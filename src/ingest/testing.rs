//! Blob store fakes for ingestion tests

use std::sync::Mutex;
use std::time::Duration;

use async_trait::async_trait;

use crate::error::StorageError;
use crate::storage::{BlobStore, StoredBlob};

/// Records successful writes; can fail or stall on chosen keys
#[derive(Default)]
pub struct RecordingStore {
    writes: Mutex<Vec<(String, Vec<u8>, String)>>,
    fail_suffix: Option<String>,
    stall_suffix: Option<String>,
}

impl RecordingStore {
    /// Fail every write whose key ends with `suffix`
    pub fn failing_on(suffix: &str) -> Self {
        Self {
            fail_suffix: Some(suffix.to_string()),
            ..Default::default()
        }
    }

    /// Hang every write whose key ends with `suffix`
    pub fn stalling_on(suffix: &str) -> Self {
        Self {
            stall_suffix: Some(suffix.to_string()),
            ..Default::default()
        }
    }

    /// `(key, data, content_type)` of every successful write, in order
    pub fn writes(&self) -> Vec<(String, Vec<u8>, String)> {
        self.writes.lock().unwrap().clone()
    }
}

#[async_trait]
impl BlobStore for RecordingStore {
    async fn put(&self, key: &str, data: Vec<u8>, content_type: &str) -> Result<(), StorageError> {
        if self.stall_suffix.as_deref().is_some_and(|s| key.ends_with(s)) {
            tokio::time::sleep(Duration::from_secs(30)).await;
        }
        if self.fail_suffix.as_deref().is_some_and(|s| key.ends_with(s)) {
            return Err(StorageError::AccessDenied(key.to_string()));
        }
        self.writes
            .lock()
            .unwrap()
            .push((key.to_string(), data, content_type.to_string()));
        Ok(())
    }

    async fn get(&self, key: &str) -> Result<StoredBlob, StorageError> {
        let writes = self.writes.lock().unwrap();
        writes
            .iter()
            .rev()
            .find(|w| w.0 == key)
            .map(|w| StoredBlob {
                data: w.1.clone(),
                content_type: w.2.clone(),
            })
            .ok_or_else(|| StorageError::ObjectNotFound(key.to_string()))
    }
}
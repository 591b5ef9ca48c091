//! Configuration management for Shelf Server

use serde::Deserialize;
use std::env;
use std::time::Duration;

#[derive(Debug, Clone, Deserialize)]
pub struct Config {
    pub server: ServerConfig,
    pub storage: StorageConfig,
    pub database: DatabaseConfig,
    pub ingest: IngestConfig,
}

#[derive(Debug, Clone, Deserialize)]
pub struct ServerConfig {
    pub host: String,
    pub port: u16,
}

#[derive(Debug, Clone, Deserialize)]
pub struct StorageConfig {
    pub provider: StorageProvider,
    /// Directory used by the local provider
    pub path: String,
    pub endpoint: String,
    pub bucket: String,
    pub access_key: String,
    pub secret_key: String,
    pub region: Option<String>,
}

#[derive(Debug, Clone, Copy, PartialEq, Eq, Deserialize)]
#[serde(rename_all = "lowercase")]
pub enum StorageProvider {
    Local,
    Minio,
    R2,
    S3,
    B2,
}

impl StorageProvider {
    fn parse(value: &str) -> Self {
        match value.to_lowercase().as_str() {
            "minio" => StorageProvider::Minio,
            "r2" => StorageProvider::R2,
            "s3" => StorageProvider::S3,
            "b2" => StorageProvider::B2,
            _ => StorageProvider::Local,
        }
    }
}

#[derive(Debug, Clone, Deserialize)]
pub struct DatabaseConfig {
    pub url: String,
}

#[derive(Debug, Clone, Deserialize)]
pub struct IngestConfig {
    /// Largest accepted upload body, in bytes
    pub max_upload_bytes: usize,
    /// Upper bound on each blob write
    pub blob_write_timeout_secs: u64,
}

impl IngestConfig {
    pub fn blob_write_timeout(&self) -> Duration {
        Duration::from_secs(self.blob_write_timeout_secs)
    }
}

impl Default for IngestConfig {
    fn default() -> Self {
        Self {
            max_upload_bytes: 100 * 1024 * 1024,
            blob_write_timeout_secs: 30,
        }
    }
}

impl Default for Config {
    fn default() -> Self {
        Config {
            server: ServerConfig {
                host: "0.0.0.0".to_string(),
                port: 3000,
            },
            storage: StorageConfig {
                provider: StorageProvider::Local,
                path: "./data/blobs".to_string(),
                endpoint: "http://localhost:9000".to_string(),
                bucket: "library".to_string(),
                access_key: "admin".to_string(),
                secret_key: "password123".to_string(),
                region: Some("us-east-1".to_string()),
            },
            database: DatabaseConfig {
                url: "sqlite:./shelf.db".to_string(),
            },
            ingest: IngestConfig::default(),
        }
    }
}

impl Config {
    /// Load configuration from the environment.
    ///
    /// S3 variables are only required when an S3-compatible provider is
    /// selected.
    pub fn from_env() -> Result<Self, env::VarError> {
        let defaults = Config::default();
        let provider = StorageProvider::parse(
            &env::var("STORAGE_PROVIDER").unwrap_or_else(|_| "local".to_string()),
        );

        let s3_var = |name: &str, fallback: &str| -> Result<String, env::VarError> {
            match provider {
                StorageProvider::Local => Ok(env::var(name).unwrap_or_else(|_| fallback.to_string())),
                _ => env::var(name),
            }
        };

        Ok(Config {
            server: ServerConfig {
                host: env::var("SERVER_HOST").unwrap_or(defaults.server.host),
                port: env::var("SERVER_PORT")
                    .ok()
                    .and_then(|p| p.parse().ok())
                    .unwrap_or(defaults.server.port),
            },
            storage: StorageConfig {
                provider,
                path: env::var("STORAGE_PATH").unwrap_or(defaults.storage.path),
                endpoint: s3_var("S3_ENDPOINT", &defaults.storage.endpoint)?,
                bucket: s3_var("S3_BUCKET", &defaults.storage.bucket)?,
                access_key: s3_var("S3_ACCESS_KEY", &defaults.storage.access_key)?,
                secret_key: s3_var("S3_SECRET_KEY", &defaults.storage.secret_key)?,
                region: env::var("S3_REGION").ok().or(defaults.storage.region),
            },
            database: DatabaseConfig {
                url: env::var("DATABASE_URL").unwrap_or(defaults.database.url),
            },
            ingest: IngestConfig {
                max_upload_bytes: env::var("MAX_UPLOAD_BYTES")
                    .ok()
                    .and_then(|v| v.parse().ok())
                    .unwrap_or(defaults.ingest.max_upload_bytes),
                blob_write_timeout_secs: env::var("BLOB_WRITE_TIMEOUT_SECS")
                    .ok()
                    .and_then(|v| v.parse().ok())
                    .unwrap_or(defaults.ingest.blob_write_timeout_secs),
            },
        })
    }
}

#[cfg(test)]
mod tests {
    use super::*;

    #[test]
    fn test_defaults() {
        let config = Config::default();
        assert_eq!(config.storage.provider, StorageProvider::Local);
        assert_eq!(config.database.url, "sqlite:./shelf.db");
        assert_eq!(config.ingest.max_upload_bytes, 104_857_600);
        assert_eq!(config.ingest.blob_write_timeout(), Duration::from_secs(30));
    }

    #[test]
    fn test_provider_parse() {
        assert_eq!(StorageProvider::parse("R2"), StorageProvider::R2);
        assert_eq!(StorageProvider::parse("minio"), StorageProvider::Minio);
        assert_eq!(StorageProvider::parse("anything"), StorageProvider::Local);
    }
}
----
## [THE PROBLEM]
Please restate the records in full, word for word.

## [SOLUTION TO THE PROBLEM]
filename src/ingest/testing.rs
//! Blob store fakes for ingestion tests

use std::sync::Mutex;
use std::time::Duration;

use async_trait::async_trait;

use crate::error::StorageError;
use crate::storage::{BlobStore, StoredBlob};

/// Records successful writes; can fail or stall on chosen keys
#[derive(Default)]
pub struct RecordingStore {
    writes: Mutex<Vec<(String, Vec<u8>, String)>>,
    fail_suffix: Option<String>,
    stall_suffix: Option<String>,
}

impl RecordingStore {
    /// Fail every write whose key ends with `suffix`
    pub fn failing_on(suffix: &str) -> Self {
        Self {
            fail_suffix: Some(suffix.to_string()),
            ..Default::default()
        }
    }

    /// Hang every write whose key ends with `suffix`
    pub fn stalling_on(suffix: &str) -> Self {
        Self {
            stall_suffix: Some(suffix.to_string()),
            ..Default::default()
        }
    }

    /// `(key, data, content_type)` of every successful write, in order
    pub fn writes(&self) -> Vec<(String, Vec<u8>, String)> {
        self.writes.lock().unwrap().clone()
    }
}

#[async_trait]
impl BlobStore for RecordingStore {
    async fn put(&self, key: &str, data: Vec<u8>, content_type: &str) -> Result<(), StorageError> {
        if self.stall_suffix.as_deref().is_some_and(|s| key.ends_with(s)) {
            tokio::time::sleep(Duration::from_secs(30)).await;
        }
        if self.fail_suffix.as_deref().is_some_and(|s| key.ends_with(s)) {
            return Err(StorageError::AccessDenied(key.to_string()));
        }
        self.writes
            .lock()
            .unwrap()
            .push((key.to_string(), data, content_type.to_string()));
        Ok(())
    }

    async fn get(&self, key: &str) -> Result<StoredBlob, StorageError> {
        let writes = self.writes.lock().unwrap();
        writes
            .iter()
            .rev()
            .find(|w| w.0 == key)
            .map(|w| StoredBlob {
                data: w.1.clone(),
                content_type: w.2.clone(),
            })
            .ok_or_else(|| StorageError::ObjectNotFound(key.to_string()))
    }
}
repository 591b5ef9ca48c091
//! Configuration management for Shelf Server

use serde::Deserialize;
use std::env;
use std::time::Duration;

#[derive(Debug, Clone, Deserialize)]
pub struct Config {
    pub server: ServerConfig,
    pub storage: StorageConfig,
    pub database: DatabaseConfig,
    pub ingest: IngestConfig,
}

#[derive(Debug, Clone, Deserialize)]
pub struct ServerConfig {
    pub host: String,
    pub port: u16,
}

#[derive(Debug, Clone, Deserialize)]
pub struct StorageConfig {
    pub provider: StorageProvider,
    /// Directory used by the local provider
    pub path: String,
    pub endpoint: String,
    pub bucket: String,
    pub access_key: String,
    pub secret_key: String,
    pub region: Option<String>,
}

#[derive(Debug, Clone, Copy, PartialEq, Eq, Deserialize)]
#[serde(rename_all = "lowercase")]
pub enum StorageProvider {
    Local,
    Minio,
    R2,
    S3,
    B2,
}

impl StorageProvider {
    fn parse(value: &str) -> Self {
        match value.to_lowercase().as_str() {
            "minio" => StorageProvider::Minio,
            "r2" => StorageProvider::R2,
            "s3" => StorageProvider::S3,
            "b2" => StorageProvider::B2,
            _ => StorageProvider::Local,
        }
    }
}

#[derive(Debug, Clone, Deserialize)]
pub struct DatabaseConfig {
    pub url: String,
}

#[derive(Debug, Clone, Deserialize)]
pub struct IngestConfig {
    /// Largest accepted upload body, in bytes
    pub max_upload_bytes: usize,
    /// Upper bound on each blob write
    pub blob_write_timeout_secs: u64,
}

impl IngestConfig {
    pub fn blob_write_timeout(&self) -> Duration {
        Duration::from_secs(self.blob_write_timeout_secs)
    }
}

impl Default for IngestConfig {
    fn default() -> Self {
        Self {
            max_upload_bytes: 100 * 1024 * 1024,
            blob_write_timeout_secs: 30,
        }
    }
}

impl Default for Config {
    fn default() -> Self {
        Config {
            server: ServerConfig {
                host: "0.0.0.0".to_string(),
                port: 3000,
            },
            storage: StorageConfig {
                provider: StorageProvider::Local,
                path: "./data/blobs".to_string(),
                endpoint: "http://localhost:9000".to_string(),
                bucket: "library".to_string(),
                access_key: "admin".to_string(),
                secret_key: "password123".to_string(),
                region: Some("us-east-1".to_string()),
            },
            database: DatabaseConfig {
                url: "sqlite:./shelf.db".to_string(),
            },
            ingest: IngestConfig::default(),
        }
    }
}

impl Config {
    /// Load configuration from the environment.
    ///
    /// S3 variables are only required when an S3-compatible provider is
    /// selected.
    pub fn from_env() -> Result<Self, env::VarError> {
        let defaults = Config::default();
        let provider = StorageProvider::parse(
            &env::var("STORAGE_PROVIDER").unwrap_or_else(|_| "local".to_string()),
        );

        let s3_var = |name: &str, fallback: &str| -> Result<String, env::VarError> {
            match provider {
                StorageProvider::Local => Ok(env::var(name).unwrap_or_else(|_| fallback.to_string())),
                _ => env::var(name),
            }
        };

        Ok(Config {
            server: ServerConfig {
                host: env::var("SERVER_HOST").unwrap_or(defaults.server.host),
                port: env::var("SERVER_PORT")
                    .ok()
                    .and_then(|p| p.parse().ok())
                    .unwrap_or(defaults.server.port),
            },
            storage: StorageConfig {
                provider,
                path: env::var("STORAGE_PATH").unwrap_or(defaults.storage.path),
                endpoint: s3_var("S3_ENDPOINT", &defaults.storage.endpoint)?,
                bucket: s3_var("S3_BUCKET", &defaults.storage.bucket)?,
                access_key: s3_var("S3_ACCESS_KEY", &defaults.storage.access_key)?,
                secret_key: s3_var("S3_SECRET_KEY", &defaults.storage.secret_key)?,
                region: env::var("S3_REGION").ok().or(defaults.storage.region),
            },
            database: DatabaseConfig {
                url: env::var("DATABASE_URL").unwrap_or(defaults.database.url),
            },
            ingest: IngestConfig {
                max_upload_bytes: env::var("MAX_UPLOAD_BYTES")
                    .ok()
                    .and_then(|v| v.parse().ok())
                    .unwrap_or(defaults.ingest.max_upload_bytes),
                blob_write_timeout_secs: env::var("BLOB_WRITE_TIMEOUT_SECS")
                    .ok()
                    .and_then(|v| v.parse().ok())
                    .unwrap_or(defaults.ingest.blob_write_timeout_secs),
            },
        })
    }
}

#[cfg(test)]
mod tests {
    use super::*;

    #[test]
    fn test_defaults() {
        let config = Config::default();
        assert_eq!(config.storage.provider, StorageProvider::Local);
        assert_eq!(config.database.url, "sqlite:./shelf.db");
        assert_eq!(config.ingest.max_upload_bytes, 104_857_600);
        assert_eq!(config.ingest.blob_write_timeout(), Duration::from_secs(30));
    }

    #[test]
    fn test_provider_parse() {
        assert_eq!(StorageProvider::parse("R2"), StorageProvider::R2);
        assert_eq!(StorageProvider::parse("minio"), StorageProvider::Minio);
        assert_eq!(StorageProvider::parse("anything"), StorageProvider::Local);
    }
}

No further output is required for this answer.